[Dataset entries]
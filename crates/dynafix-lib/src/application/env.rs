//! Environment variable handling for application configuration
//!
//! Manages standard environment variables for color and CI detection
//! following established conventions.

use crate::primitives::{ColorIntent, ConfigError};
use serde::Deserialize;

/// Environment variables that affect application behavior
#[derive(Debug, Clone, Default, Deserialize)]
pub struct EnvironmentConfig {
    /// NO_COLOR environment variable (any value = disable color)
    pub no_color: Option<String>,
    /// FORCE_COLOR environment variable (0/false = disable, 1/2/3/true = enable)
    pub force_color: Option<String>,
    /// CLICOLOR environment variable (0 = disable color)
    pub clicolor: Option<String>,
    /// CI environment variable (any value = CI mode)
    pub ci: Option<String>,
}

impl EnvironmentConfig {
    /// Load environment configuration from current environment
    pub fn load() -> Result<Self, ConfigError> {
        Ok(envy::from_env()?)
    }

    /// Load environment configuration from explicit key/value pairs
    pub fn from_vars<I, K, V>(vars: I) -> Result<Self, ConfigError>
    where
        I: IntoIterator<Item = (K, V)>,
        K: Into<String>,
        V: Into<String>,
    {
        let vars = vars.into_iter().map(|(key, value)| (key.into(), value.into()));
        Ok(envy::from_iter(vars)?)
    }

    /// Apply environment variables to color configuration
    ///
    /// Precedence: CI > CLICOLOR < NO_COLOR < FORCE_COLOR
    pub fn apply_color_config(&self, mut color: ColorIntent) -> ColorIntent {
        // CI output is captured, never colored
        if self.ci.is_some() {
            return ColorIntent::Never;
        }

        if self.clicolor.as_deref() == Some("0") {
            color = ColorIntent::Never;
        }

        if self.no_color.as_deref().is_some_and(|value| !value.is_empty()) {
            color = ColorIntent::Never;
        }

        if let Some(force_color) = &self.force_color {
            match force_color.as_str() {
                "0" | "false" => color = ColorIntent::Never,
                "1" | "2" | "3" | "true" => color = ColorIntent::Always,
                _ => {} // Invalid values ignored
            }
        }

        color
    }
}

#[cfg(test)]
mod tests {
    include!("env.test.rs");
}
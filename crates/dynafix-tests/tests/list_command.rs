//! End-to-end behavior of the list command

use anyhow::Result;
use dynafix_lib::application::{AppConfig, Commands, ListFormat};
use dynafix_tests::TestEnvironment;
use dynafix_tests::fixtures::BROKEN_TOML;

fn list(format: ListFormat) -> Commands {
    Commands::List { format }
}

#[test]
fn list_never_writes_the_store() -> Result<()> {
    let env = TestEnvironment::shop()?;

    env.run(list(ListFormat::Text))?;
    env.run(list(ListFormat::Json))?;

    assert!(!env.store_exists()?);
    Ok(())
}

#[test]
fn list_skips_broken_manifests_unless_strict() -> Result<()> {
    let env = TestEnvironment::shop()?;
    env.with_fixture("shop", "0003_broken", BROKEN_TOML)?;

    env.run(list(ListFormat::Text))?;

    let strict = AppConfig {
        strict: true,
        ..env.config()?
    };
    let err = env.run_with(list(ListFormat::Text), strict).unwrap_err();
    assert!(format!("{err:#}").contains("shop.0003_broken"));
    Ok(())
}

#[test]
fn list_reports_cycles() -> Result<()> {
    let env = TestEnvironment::shop()?;
    env.with_fixture(
        "shop",
        "0001_products",
        r#"dependencies = ["shop.0002_orders"]"#,
    )?;

    let err = env.run(list(ListFormat::Text)).unwrap_err();
    assert!(err.to_string().contains("Circular dependency detected"));
    Ok(())
}

#[test]
fn list_on_empty_workdir_succeeds() -> Result<()> {
    let env = TestEnvironment::new()?;

    env.run(list(ListFormat::Text))?;
    Ok(())
}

Task to carry out:
Copy every record above out again, word for word.

Task response:
filename crates/dynafix-lib/src/application/env.rs
//! Environment variable handling for application configuration
//!
//! Manages standard environment variables for color and CI detection
//! following established conventions.

use crate::primitives::{ColorIntent, ConfigError};
use serde::Deserialize;

/// Environment variables that affect application behavior
#[derive(Debug, Clone, Default, Deserialize)]
pub struct EnvironmentConfig {
    /// NO_COLOR environment variable (any value = disable color)
    pub no_color: Option<String>,
    /// FORCE_COLOR environment variable (0/false = disable, 1/2/3/true = enable)
    pub force_color: Option<String>,
    /// CLICOLOR environment variable (0 = disable color)
    pub clicolor: Option<String>,
    /// CI environment variable (any value = CI mode)
    pub ci: Option<String>,
}

impl EnvironmentConfig {
    /// Load environment configuration from current environment
    pub fn load() -> Result<Self, ConfigError> {
        Ok(envy::from_env()?)
    }

    /// Load environment configuration from explicit key/value pairs
    pub fn from_vars<I, K, V>(vars: I) -> Result<Self, ConfigError>
    where
        I: IntoIterator<Item = (K, V)>,
        K: Into<String>,
        V: Into<String>,
    {
        let vars = vars.into_iter().map(|(key, value)| (key.into(), value.into()));
        Ok(envy::from_iter(vars)?)
    }

    /// Apply environment variables to color configuration
    ///
    /// Precedence: CI > CLICOLOR < NO_COLOR < FORCE_COLOR
    pub fn apply_color_config(&self, mut color: ColorIntent) -> ColorIntent {
        // CI output is captured, never colored
        if self.ci.is_some() {
            return ColorIntent::Never;
        }

        if self.clicolor.as_deref() == Some("0") {
            color = ColorIntent::Never;
        }

        if self.no_color.as_deref().is_some_and(|value| !value.is_empty()) {
            color = ColorIntent::Never;
        }

        if let Some(force_color) = &self.force_color {
            match force_color.as_str() {
                "0" | "false" => color = ColorIntent::Never,
                "1" | "2" | "3" | "true" => color = ColorIntent::Always,
                _ => {} // Invalid values ignored
            }
        }

        color
    }
}

#[cfg(test)]
mod tests {
    include!("env.test.rs");
}
filename crates/dynafix-tests/tests/list_command.rs
//! End-to-end behavior of the list command

use anyhow::Result;
use dynafix_lib::application::{AppConfig, Commands, ListFormat};
use dynafix_tests::TestEnvironment;
use dynafix_tests::fixtures::BROKEN_TOML;

fn list(format: ListFormat) -> Commands {
    Commands::List { format }
}

#[test]
fn list_never_writes_the_store() -> Result<()> {
    let env = TestEnvironment::shop()?;

    env.run(list(ListFormat::Text))?;
    env.run(list(ListFormat::Json))?;

    assert!(!env.store_exists()?);
    Ok(())
}

#[test]
fn list_skips_broken_manifests_unless_strict() -> Result<()> {
    let env = TestEnvironment::shop()?;
    env.with_fixture("shop", "0003_broken", BROKEN_TOML)?;

    env.run(list(ListFormat::Text))?;

    let strict = AppConfig {
        strict: true,
        ..env.config()?
    };
    let err = env.run_with(list(ListFormat::Text), strict).unwrap_err();
    assert!(format!("{err:#}").contains("shop.0003_broken"));
    Ok(())
}

#[test]
fn list_reports_cycles() -> Result<()> {
    let env = TestEnvironment::shop()?;
    env.with_fixture(
        "shop",
        "0001_products",
        r#"dependencies = ["shop.0002_orders"]"#,
    )?;

    let err = env.run(list(ListFormat::Text)).unwrap_err();
    assert!(err.to_string().contains("Circular dependency detected"));
    Ok(())
}

#[test]
fn list_on_empty_workdir_succeeds() -> Result<()> {
    let env = TestEnvironment::new()?;

    env.run(list(ListFormat::Text))?;
    Ok(())
}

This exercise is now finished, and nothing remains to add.